::: Data for this exercise :::
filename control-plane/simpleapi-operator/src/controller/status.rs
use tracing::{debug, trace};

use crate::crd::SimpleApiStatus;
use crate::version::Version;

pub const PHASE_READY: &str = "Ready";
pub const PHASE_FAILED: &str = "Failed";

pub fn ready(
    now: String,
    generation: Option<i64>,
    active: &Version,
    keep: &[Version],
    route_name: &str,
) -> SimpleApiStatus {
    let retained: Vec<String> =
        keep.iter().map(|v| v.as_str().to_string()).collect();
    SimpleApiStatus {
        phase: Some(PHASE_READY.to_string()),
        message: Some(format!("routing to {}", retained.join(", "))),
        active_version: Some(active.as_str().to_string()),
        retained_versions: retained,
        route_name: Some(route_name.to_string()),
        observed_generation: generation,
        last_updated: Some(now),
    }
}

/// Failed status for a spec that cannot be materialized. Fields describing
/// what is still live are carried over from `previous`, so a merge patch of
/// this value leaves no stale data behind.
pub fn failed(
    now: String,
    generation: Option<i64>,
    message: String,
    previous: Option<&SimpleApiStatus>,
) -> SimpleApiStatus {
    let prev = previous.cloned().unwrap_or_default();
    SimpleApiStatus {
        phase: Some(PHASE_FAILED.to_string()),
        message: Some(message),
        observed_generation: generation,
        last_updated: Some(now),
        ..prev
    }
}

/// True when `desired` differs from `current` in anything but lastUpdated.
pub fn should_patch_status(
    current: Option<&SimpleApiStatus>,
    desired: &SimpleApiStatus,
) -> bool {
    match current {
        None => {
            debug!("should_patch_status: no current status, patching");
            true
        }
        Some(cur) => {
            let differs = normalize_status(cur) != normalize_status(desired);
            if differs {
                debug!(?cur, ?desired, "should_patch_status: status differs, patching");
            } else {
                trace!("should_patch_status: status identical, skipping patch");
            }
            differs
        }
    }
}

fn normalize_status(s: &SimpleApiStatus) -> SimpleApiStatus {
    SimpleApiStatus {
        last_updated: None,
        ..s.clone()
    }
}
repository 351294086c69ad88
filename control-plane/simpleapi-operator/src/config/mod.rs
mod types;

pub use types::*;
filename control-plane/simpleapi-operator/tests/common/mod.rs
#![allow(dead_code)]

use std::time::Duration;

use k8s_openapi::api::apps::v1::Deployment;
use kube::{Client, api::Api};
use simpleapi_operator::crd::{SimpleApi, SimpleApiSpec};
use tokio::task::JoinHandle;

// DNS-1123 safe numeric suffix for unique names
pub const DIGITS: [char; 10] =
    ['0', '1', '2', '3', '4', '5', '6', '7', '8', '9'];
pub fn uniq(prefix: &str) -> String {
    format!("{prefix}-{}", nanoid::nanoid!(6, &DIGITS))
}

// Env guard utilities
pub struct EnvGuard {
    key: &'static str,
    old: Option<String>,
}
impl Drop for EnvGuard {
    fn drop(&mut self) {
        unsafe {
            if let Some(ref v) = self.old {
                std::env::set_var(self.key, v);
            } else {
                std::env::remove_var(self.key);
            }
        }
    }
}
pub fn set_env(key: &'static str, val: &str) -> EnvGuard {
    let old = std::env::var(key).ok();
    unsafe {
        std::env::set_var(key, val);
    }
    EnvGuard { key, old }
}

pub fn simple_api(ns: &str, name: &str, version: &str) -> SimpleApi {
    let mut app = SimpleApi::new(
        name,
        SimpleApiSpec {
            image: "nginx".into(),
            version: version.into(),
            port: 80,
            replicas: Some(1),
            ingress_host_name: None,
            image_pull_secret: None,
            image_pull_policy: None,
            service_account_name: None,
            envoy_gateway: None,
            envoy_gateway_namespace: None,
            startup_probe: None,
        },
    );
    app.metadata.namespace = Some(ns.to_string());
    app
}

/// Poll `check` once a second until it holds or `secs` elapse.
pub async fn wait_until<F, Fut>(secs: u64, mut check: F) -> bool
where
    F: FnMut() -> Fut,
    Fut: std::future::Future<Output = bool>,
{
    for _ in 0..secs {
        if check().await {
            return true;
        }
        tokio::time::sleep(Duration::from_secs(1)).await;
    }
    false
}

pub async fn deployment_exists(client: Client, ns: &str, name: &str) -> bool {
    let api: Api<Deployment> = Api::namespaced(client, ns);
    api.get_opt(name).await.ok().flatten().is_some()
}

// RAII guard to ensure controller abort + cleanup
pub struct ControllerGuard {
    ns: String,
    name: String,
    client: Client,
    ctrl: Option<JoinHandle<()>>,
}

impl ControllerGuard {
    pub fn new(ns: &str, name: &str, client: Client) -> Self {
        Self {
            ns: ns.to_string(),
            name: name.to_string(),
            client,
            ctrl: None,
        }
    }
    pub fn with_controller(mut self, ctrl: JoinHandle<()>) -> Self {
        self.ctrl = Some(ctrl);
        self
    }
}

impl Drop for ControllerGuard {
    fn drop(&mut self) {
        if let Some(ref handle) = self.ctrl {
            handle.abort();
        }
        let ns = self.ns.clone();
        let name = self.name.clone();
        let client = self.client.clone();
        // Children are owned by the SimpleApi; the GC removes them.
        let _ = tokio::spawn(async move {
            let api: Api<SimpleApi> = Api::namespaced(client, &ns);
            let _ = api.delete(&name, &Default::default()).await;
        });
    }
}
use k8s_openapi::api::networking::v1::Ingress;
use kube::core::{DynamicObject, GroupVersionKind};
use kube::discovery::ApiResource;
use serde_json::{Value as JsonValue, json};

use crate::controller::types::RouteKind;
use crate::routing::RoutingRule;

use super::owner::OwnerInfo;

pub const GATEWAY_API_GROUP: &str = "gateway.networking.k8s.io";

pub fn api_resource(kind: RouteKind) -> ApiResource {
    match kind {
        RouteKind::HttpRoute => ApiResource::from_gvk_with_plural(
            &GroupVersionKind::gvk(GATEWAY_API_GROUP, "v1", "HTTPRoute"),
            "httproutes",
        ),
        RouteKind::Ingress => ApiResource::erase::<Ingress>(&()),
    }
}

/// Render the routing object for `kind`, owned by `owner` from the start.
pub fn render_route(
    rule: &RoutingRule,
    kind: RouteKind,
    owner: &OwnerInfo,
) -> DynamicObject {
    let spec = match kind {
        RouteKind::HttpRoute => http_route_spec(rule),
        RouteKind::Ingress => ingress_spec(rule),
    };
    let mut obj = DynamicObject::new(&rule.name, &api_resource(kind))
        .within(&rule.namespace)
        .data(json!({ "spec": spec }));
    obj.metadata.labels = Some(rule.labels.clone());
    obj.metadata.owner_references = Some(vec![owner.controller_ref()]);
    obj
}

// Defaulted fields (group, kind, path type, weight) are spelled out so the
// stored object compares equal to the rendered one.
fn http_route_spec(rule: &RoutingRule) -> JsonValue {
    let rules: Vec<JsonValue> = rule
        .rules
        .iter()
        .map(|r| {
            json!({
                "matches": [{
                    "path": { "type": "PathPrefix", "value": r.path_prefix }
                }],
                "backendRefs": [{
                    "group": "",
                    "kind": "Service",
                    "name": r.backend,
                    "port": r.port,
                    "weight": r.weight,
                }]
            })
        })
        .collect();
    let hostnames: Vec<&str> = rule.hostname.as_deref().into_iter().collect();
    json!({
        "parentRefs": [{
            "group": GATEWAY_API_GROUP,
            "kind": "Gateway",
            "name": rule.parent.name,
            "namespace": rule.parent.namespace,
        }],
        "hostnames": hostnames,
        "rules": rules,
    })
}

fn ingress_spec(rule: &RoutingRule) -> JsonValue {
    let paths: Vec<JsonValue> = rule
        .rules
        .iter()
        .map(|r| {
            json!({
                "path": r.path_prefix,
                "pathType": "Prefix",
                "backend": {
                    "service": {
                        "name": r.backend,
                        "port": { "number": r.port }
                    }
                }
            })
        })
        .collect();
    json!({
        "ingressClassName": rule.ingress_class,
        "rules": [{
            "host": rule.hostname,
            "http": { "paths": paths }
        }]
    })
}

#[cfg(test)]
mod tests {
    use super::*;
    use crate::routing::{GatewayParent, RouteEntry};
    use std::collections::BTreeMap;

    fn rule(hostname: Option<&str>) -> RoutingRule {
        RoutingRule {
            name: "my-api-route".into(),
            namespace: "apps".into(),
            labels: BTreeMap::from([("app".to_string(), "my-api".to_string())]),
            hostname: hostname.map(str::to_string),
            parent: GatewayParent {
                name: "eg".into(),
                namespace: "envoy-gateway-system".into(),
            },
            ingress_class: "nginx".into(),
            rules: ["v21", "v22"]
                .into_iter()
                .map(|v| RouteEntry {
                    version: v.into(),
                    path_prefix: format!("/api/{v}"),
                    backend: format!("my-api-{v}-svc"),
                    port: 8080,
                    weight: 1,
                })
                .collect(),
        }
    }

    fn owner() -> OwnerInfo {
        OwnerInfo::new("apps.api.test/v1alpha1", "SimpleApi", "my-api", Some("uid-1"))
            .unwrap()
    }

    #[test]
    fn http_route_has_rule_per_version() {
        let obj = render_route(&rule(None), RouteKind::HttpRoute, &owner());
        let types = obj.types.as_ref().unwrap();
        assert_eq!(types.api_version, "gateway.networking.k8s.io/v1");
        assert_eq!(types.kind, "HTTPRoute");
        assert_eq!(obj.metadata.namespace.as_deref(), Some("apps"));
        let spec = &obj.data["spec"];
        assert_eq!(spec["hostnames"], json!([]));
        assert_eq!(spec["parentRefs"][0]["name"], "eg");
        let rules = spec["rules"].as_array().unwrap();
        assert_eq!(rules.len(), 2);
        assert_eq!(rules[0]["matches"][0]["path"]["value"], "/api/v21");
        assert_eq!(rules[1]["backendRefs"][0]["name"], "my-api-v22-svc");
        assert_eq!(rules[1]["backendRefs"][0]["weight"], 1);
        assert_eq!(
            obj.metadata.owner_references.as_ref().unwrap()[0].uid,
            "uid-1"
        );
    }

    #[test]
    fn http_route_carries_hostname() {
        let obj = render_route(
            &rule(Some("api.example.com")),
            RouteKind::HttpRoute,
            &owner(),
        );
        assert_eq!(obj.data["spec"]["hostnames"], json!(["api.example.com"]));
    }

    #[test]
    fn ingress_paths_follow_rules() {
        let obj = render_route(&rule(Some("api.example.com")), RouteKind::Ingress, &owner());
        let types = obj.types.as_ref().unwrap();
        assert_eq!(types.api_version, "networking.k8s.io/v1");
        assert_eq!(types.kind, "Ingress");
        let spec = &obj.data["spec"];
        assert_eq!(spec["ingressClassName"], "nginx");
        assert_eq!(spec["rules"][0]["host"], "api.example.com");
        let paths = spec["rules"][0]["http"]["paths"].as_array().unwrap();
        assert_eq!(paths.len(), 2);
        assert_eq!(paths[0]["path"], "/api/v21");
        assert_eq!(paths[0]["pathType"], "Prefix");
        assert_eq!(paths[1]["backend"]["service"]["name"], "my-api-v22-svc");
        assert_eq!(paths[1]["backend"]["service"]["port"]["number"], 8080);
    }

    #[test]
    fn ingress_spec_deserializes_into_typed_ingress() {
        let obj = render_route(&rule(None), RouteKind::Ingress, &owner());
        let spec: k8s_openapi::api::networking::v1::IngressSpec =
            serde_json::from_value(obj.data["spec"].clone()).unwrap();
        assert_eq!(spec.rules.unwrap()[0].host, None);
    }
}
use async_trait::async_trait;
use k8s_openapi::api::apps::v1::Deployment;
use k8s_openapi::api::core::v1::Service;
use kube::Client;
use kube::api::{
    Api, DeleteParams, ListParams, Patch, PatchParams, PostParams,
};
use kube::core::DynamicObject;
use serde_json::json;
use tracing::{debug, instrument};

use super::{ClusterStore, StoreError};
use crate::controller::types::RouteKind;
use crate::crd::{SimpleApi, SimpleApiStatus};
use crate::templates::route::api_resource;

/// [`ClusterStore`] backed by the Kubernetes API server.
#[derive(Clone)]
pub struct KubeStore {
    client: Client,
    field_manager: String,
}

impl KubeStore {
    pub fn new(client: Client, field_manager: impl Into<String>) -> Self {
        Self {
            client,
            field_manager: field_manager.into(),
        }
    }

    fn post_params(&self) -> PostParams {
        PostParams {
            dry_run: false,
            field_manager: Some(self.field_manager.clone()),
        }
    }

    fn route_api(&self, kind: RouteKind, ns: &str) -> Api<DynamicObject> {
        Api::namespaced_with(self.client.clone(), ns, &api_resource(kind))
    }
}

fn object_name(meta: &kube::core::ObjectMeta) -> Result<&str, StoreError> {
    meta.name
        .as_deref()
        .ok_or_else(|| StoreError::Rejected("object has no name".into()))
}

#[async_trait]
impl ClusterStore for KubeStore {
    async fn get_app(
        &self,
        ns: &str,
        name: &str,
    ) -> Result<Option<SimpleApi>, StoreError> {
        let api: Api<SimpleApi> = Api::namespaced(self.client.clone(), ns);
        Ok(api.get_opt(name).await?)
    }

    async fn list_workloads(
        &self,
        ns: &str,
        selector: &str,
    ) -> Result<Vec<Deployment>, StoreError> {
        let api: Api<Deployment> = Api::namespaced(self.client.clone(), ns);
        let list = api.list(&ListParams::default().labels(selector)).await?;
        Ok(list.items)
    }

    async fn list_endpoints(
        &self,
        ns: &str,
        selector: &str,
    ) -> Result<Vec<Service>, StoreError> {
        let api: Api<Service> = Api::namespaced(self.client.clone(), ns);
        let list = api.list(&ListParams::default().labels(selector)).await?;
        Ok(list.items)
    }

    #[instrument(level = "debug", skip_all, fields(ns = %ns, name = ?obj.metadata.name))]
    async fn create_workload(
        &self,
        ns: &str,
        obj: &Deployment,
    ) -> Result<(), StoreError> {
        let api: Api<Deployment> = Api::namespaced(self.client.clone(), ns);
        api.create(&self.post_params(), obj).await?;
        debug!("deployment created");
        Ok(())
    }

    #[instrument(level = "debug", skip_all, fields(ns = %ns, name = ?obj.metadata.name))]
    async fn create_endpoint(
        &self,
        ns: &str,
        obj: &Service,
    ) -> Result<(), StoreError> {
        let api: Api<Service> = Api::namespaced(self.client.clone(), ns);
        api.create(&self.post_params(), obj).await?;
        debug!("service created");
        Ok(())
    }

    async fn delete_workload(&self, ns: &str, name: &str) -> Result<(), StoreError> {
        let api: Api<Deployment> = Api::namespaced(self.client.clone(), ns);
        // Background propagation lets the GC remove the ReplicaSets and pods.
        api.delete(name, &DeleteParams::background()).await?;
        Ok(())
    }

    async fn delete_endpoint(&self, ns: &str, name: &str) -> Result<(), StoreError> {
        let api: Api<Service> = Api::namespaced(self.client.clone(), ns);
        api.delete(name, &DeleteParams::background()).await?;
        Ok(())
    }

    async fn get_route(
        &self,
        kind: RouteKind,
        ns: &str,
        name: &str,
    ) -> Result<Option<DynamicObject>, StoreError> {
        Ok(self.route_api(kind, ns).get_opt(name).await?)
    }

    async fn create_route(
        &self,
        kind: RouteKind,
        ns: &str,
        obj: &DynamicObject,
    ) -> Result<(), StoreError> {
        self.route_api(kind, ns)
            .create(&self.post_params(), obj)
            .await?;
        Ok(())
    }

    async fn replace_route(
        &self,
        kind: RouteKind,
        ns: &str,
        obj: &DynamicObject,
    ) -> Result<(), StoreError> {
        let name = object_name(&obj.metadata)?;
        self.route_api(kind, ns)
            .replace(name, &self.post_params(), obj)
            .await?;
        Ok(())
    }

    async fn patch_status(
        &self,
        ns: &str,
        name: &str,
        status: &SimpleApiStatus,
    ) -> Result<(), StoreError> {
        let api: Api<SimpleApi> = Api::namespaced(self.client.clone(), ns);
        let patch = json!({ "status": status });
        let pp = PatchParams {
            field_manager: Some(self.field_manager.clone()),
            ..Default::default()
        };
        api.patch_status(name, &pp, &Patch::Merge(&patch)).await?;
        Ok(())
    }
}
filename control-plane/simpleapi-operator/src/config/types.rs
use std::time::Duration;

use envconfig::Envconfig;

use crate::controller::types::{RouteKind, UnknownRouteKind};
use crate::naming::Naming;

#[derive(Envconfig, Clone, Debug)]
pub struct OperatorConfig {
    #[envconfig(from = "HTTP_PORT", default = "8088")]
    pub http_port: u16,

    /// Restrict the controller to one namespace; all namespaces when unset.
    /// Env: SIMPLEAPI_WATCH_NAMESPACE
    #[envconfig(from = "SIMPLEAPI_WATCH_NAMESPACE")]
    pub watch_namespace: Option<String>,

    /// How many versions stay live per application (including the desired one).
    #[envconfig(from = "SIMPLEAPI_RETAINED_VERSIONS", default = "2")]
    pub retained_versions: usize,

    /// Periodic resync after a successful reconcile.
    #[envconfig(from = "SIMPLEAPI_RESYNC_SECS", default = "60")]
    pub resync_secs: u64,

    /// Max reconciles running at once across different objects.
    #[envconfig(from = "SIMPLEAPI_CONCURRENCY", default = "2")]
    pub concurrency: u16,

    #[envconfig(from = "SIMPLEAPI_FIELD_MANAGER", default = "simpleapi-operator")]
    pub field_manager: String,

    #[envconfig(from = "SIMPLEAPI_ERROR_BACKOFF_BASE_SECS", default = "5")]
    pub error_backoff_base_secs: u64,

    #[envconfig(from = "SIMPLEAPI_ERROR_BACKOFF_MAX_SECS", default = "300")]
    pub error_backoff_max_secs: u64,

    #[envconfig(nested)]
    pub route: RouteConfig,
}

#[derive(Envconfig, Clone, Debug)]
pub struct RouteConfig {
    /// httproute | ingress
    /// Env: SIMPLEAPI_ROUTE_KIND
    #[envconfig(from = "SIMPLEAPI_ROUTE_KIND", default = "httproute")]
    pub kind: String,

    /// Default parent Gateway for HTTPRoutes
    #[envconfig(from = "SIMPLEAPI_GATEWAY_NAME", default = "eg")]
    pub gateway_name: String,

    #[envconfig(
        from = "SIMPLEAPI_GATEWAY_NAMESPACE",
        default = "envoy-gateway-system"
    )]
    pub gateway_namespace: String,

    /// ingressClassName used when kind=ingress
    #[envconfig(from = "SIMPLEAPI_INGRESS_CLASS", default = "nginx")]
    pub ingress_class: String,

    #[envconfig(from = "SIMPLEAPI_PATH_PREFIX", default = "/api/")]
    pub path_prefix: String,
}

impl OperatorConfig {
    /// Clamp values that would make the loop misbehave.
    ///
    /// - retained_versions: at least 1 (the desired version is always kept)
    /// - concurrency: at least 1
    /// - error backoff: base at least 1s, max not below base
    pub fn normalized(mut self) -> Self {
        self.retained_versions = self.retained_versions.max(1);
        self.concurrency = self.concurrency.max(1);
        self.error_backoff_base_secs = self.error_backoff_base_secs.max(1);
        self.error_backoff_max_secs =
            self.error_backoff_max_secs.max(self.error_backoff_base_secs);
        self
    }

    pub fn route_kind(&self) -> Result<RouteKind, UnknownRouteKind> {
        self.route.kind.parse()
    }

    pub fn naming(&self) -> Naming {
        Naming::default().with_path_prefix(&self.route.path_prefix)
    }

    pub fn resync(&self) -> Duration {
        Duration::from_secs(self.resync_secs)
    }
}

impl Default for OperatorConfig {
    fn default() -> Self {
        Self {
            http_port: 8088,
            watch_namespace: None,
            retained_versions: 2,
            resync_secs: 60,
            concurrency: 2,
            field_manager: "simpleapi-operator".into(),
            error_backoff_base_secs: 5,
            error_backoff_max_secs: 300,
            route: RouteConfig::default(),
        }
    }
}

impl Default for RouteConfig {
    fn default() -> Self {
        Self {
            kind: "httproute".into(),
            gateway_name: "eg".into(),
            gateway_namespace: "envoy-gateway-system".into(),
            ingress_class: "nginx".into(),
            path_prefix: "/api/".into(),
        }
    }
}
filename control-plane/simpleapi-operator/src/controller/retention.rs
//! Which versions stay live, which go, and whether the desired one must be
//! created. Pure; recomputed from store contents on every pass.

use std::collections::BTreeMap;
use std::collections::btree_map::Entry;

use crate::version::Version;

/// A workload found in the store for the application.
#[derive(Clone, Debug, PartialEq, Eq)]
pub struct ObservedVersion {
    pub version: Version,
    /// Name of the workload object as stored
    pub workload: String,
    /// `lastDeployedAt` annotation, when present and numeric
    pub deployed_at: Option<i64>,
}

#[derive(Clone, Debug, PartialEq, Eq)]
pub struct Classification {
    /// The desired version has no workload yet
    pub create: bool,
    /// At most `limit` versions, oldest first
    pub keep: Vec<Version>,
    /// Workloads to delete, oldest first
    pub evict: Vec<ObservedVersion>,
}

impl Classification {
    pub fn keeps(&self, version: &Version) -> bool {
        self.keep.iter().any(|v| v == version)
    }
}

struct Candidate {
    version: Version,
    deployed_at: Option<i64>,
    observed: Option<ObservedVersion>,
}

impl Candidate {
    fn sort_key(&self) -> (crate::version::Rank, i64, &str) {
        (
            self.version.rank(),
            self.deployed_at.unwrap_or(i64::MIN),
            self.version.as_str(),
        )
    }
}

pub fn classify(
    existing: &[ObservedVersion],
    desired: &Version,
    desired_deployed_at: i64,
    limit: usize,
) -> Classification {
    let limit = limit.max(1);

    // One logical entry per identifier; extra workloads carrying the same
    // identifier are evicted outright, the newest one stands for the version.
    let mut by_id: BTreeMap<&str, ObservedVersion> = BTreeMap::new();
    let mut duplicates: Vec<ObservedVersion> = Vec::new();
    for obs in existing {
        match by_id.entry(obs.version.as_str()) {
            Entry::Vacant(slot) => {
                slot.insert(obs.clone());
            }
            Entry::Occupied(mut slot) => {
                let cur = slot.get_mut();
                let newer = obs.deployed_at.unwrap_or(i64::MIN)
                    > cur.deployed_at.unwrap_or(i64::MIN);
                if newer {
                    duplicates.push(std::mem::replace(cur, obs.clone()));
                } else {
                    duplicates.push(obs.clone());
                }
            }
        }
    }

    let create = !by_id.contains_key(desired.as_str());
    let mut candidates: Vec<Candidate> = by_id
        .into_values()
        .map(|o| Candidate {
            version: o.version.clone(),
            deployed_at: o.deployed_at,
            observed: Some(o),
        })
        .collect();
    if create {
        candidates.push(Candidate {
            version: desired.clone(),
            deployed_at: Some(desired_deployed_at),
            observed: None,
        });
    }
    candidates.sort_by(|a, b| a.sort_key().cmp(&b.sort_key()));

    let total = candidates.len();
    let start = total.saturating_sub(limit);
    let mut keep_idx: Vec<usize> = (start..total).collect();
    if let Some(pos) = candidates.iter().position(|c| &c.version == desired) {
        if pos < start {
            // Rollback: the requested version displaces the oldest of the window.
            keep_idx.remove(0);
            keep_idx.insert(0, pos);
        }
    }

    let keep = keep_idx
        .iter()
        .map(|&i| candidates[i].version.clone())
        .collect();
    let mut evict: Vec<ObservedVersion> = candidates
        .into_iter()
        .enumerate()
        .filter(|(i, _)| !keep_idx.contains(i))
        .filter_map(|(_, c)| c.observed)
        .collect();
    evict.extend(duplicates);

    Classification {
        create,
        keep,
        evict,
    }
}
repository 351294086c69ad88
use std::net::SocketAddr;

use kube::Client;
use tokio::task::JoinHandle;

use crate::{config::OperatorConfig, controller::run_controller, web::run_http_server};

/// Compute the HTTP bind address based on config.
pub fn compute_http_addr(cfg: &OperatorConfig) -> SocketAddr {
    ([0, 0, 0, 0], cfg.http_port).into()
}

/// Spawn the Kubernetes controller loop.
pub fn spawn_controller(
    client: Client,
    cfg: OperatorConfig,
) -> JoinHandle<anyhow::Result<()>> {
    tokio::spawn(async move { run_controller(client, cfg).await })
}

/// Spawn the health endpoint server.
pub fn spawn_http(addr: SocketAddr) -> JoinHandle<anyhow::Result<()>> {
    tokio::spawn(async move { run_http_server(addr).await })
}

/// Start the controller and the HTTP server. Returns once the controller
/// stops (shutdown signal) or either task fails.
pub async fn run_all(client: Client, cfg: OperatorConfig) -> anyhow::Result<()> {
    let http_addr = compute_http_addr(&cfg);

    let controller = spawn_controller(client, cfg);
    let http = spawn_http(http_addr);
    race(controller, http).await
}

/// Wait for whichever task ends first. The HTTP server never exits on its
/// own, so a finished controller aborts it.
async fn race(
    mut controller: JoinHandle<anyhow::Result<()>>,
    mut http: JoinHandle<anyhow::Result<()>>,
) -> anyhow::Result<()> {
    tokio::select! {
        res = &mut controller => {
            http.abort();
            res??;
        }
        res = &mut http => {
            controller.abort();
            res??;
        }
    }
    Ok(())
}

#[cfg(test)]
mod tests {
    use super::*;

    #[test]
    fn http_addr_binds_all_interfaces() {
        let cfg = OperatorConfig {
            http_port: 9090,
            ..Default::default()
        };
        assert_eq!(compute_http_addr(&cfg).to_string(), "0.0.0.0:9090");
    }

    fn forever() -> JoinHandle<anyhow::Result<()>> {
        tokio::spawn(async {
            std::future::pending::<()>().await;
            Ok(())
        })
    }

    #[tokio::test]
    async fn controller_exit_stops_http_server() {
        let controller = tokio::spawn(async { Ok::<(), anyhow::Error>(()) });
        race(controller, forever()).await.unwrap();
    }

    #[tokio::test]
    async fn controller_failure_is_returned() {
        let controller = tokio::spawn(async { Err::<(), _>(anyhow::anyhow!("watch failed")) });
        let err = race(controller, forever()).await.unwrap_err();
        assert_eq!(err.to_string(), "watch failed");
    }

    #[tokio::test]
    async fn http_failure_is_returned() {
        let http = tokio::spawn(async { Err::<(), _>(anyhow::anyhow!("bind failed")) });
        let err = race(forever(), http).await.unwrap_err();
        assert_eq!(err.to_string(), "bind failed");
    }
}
:::
▶ **Exercise prompt**
Could you copy exactly the lines from the first line of the records above through the line containing "materialized. Fields describing", both included, and nothing else?

▶ **Answer to this exercise**
filename control-plane/simpleapi-operator/src/controller/status.rs
use tracing::{debug, trace};

use crate::crd::SimpleApiStatus;
use crate::version::Version;

pub const PHASE_READY: &str = "Ready";
pub const PHASE_FAILED: &str = "Failed";

pub fn ready(
    now: String,
    generation: Option<i64>,
    active: &Version,
    keep: &[Version],
    route_name: &str,
) -> SimpleApiStatus {
    let retained: Vec<String> =
        keep.iter().map(|v| v.as_str().to_string()).collect();
    SimpleApiStatus {
        phase: Some(PHASE_READY.to_string()),
        message: Some(format!("routing to {}", retained.join(", "))),
        active_version: Some(active.as_str().to_string()),
        retained_versions: retained,
        route_name: Some(route_name.to_string()),
        observed_generation: generation,
        last_updated: Some(now),
    }
}

/// Failed status for a spec that cannot be materialized. Fields describing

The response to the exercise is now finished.